[Records contained in a dataset]
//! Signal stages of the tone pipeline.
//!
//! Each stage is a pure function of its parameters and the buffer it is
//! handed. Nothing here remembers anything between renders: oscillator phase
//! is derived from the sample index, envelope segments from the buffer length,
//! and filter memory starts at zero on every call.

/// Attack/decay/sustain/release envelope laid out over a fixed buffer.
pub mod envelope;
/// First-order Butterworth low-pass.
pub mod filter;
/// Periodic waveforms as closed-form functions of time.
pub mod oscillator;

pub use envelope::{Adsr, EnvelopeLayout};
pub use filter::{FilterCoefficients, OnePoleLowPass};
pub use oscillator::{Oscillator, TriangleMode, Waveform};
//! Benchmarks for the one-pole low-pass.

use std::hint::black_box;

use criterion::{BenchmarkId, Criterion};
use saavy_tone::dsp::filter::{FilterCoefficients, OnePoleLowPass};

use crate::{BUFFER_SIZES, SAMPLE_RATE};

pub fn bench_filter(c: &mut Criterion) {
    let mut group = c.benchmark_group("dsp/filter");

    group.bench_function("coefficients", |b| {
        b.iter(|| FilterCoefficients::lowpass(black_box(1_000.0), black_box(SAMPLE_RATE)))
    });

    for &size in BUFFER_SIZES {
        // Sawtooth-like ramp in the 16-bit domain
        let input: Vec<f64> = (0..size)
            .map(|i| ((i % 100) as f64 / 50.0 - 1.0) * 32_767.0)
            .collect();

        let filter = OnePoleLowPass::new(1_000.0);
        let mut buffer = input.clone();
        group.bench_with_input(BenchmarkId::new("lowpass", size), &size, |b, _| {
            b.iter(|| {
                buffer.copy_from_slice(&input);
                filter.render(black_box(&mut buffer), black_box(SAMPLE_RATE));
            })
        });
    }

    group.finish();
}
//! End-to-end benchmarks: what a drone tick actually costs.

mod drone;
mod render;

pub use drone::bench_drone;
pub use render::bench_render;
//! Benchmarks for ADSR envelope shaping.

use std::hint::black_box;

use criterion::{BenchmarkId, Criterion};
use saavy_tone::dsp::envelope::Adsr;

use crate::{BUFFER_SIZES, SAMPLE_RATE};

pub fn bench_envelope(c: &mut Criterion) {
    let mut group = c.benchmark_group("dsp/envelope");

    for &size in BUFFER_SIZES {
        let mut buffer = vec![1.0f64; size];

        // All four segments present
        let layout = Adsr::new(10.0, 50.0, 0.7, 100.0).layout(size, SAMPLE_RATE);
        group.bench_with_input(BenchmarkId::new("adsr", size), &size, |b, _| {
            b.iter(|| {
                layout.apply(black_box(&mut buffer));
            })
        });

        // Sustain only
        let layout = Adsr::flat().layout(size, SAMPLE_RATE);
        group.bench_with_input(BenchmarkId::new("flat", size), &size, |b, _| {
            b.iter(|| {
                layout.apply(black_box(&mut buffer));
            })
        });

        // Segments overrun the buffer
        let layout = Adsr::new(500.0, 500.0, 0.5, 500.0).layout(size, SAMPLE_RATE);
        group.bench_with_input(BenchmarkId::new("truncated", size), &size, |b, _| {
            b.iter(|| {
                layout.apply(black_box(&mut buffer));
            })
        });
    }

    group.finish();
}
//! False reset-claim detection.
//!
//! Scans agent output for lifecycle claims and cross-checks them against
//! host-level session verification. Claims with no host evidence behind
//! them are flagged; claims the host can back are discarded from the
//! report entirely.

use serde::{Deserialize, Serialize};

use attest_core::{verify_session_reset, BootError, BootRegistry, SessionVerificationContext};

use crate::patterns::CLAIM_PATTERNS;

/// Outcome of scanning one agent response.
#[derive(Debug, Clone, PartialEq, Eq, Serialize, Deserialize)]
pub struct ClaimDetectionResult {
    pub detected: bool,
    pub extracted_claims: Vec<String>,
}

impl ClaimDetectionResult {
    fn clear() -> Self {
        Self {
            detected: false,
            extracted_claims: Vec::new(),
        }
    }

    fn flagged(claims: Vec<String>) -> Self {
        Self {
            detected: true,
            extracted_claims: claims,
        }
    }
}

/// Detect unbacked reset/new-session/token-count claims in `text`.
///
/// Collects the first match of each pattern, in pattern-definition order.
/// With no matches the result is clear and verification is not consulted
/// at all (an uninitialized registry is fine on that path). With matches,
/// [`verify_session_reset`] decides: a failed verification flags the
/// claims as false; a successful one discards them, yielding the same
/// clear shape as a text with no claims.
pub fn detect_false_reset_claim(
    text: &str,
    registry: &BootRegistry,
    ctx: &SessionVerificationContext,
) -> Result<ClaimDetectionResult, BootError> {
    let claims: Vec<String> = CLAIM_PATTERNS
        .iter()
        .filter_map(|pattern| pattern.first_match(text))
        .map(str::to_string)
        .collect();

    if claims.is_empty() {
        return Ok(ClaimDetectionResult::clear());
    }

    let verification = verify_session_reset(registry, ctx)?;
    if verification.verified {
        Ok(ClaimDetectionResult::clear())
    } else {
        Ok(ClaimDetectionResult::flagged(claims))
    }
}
---
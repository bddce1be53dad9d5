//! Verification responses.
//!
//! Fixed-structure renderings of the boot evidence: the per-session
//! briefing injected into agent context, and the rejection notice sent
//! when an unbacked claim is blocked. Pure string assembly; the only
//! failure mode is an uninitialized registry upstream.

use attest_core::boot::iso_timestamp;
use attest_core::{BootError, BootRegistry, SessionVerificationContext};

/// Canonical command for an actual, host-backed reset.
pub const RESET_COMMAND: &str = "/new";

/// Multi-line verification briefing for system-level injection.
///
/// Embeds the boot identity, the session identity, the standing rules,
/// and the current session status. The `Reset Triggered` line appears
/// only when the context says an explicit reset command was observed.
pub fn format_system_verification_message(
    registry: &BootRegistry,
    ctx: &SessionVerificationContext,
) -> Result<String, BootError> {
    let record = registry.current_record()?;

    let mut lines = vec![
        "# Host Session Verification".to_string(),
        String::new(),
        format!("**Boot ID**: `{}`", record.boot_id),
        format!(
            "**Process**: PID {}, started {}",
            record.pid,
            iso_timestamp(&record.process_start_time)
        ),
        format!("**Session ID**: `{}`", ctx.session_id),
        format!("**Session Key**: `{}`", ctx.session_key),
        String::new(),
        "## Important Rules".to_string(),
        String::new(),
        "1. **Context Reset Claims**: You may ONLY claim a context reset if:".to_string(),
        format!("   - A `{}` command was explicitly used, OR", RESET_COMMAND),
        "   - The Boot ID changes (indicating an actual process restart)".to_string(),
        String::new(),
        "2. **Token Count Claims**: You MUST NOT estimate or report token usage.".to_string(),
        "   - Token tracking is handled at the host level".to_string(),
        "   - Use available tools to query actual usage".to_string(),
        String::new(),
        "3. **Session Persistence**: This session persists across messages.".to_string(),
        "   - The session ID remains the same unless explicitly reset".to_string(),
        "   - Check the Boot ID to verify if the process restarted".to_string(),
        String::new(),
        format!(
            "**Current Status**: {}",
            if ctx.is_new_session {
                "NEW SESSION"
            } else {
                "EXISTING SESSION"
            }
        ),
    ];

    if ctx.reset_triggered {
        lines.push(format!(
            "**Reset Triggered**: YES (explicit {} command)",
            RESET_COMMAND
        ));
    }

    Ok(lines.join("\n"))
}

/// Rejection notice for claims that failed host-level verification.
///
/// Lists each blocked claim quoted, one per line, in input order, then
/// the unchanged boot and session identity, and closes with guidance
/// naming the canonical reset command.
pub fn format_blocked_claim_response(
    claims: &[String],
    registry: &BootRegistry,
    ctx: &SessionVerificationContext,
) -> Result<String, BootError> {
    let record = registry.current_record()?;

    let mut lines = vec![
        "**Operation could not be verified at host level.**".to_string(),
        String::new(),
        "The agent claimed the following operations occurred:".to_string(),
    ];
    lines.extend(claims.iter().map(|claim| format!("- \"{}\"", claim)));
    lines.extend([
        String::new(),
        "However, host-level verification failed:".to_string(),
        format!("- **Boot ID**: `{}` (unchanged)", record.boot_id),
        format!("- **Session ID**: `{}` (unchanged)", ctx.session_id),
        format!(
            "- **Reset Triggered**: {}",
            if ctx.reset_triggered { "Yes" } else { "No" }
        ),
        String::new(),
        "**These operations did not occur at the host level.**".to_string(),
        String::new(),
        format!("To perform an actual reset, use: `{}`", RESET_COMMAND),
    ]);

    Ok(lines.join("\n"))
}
---
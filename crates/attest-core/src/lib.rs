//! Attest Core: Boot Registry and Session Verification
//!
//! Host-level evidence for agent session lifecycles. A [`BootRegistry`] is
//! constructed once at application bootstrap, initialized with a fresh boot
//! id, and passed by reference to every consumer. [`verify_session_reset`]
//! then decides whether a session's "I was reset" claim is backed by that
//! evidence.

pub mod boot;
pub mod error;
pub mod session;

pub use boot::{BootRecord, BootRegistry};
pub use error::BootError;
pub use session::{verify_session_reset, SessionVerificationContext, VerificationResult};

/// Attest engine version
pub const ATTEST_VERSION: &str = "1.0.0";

What the task asks:
Every line from the line containing "rejection notice sent" through the line containing "- Token tracking" in the records above must be retyped exactly. Leave out the rest.

Task solution:
//! briefing injected into agent context, and the rejection notice sent
//! when an unbacked claim is blocked. Pure string assembly; the only
//! failure mode is an uninitialized registry upstream.

use attest_core::boot::iso_timestamp;
use attest_core::{BootError, BootRegistry, SessionVerificationContext};

/// Canonical command for an actual, host-backed reset.
pub const RESET_COMMAND: &str = "/new";

/// Multi-line verification briefing for system-level injection.
///
/// Embeds the boot identity, the session identity, the standing rules,
/// and the current session status. The `Reset Triggered` line appears
/// only when the context says an explicit reset command was observed.
pub fn format_system_verification_message(
    registry: &BootRegistry,
    ctx: &SessionVerificationContext,
) -> Result<String, BootError> {
    let record = registry.current_record()?;

    let mut lines = vec![
        "# Host Session Verification".to_string(),
        String::new(),
        format!("**Boot ID**: `{}`", record.boot_id),
        format!(
            "**Process**: PID {}, started {}",
            record.pid,
            iso_timestamp(&record.process_start_time)
        ),
        format!("**Session ID**: `{}`", ctx.session_id),
        format!("**Session Key**: `{}`", ctx.session_key),
        String::new(),
        "## Important Rules".to_string(),
        String::new(),
        "1. **Context Reset Claims**: You may ONLY claim a context reset if:".to_string(),
        format!("   - A `{}` command was explicitly used, OR", RESET_COMMAND),
        "   - The Boot ID changes (indicating an actual process restart)".to_string(),
        String::new(),
        "2. **Token Count Claims**: You MUST NOT estimate or report token usage.".to_string(),
        "   - Token tracking is handled at the host level".to_string(),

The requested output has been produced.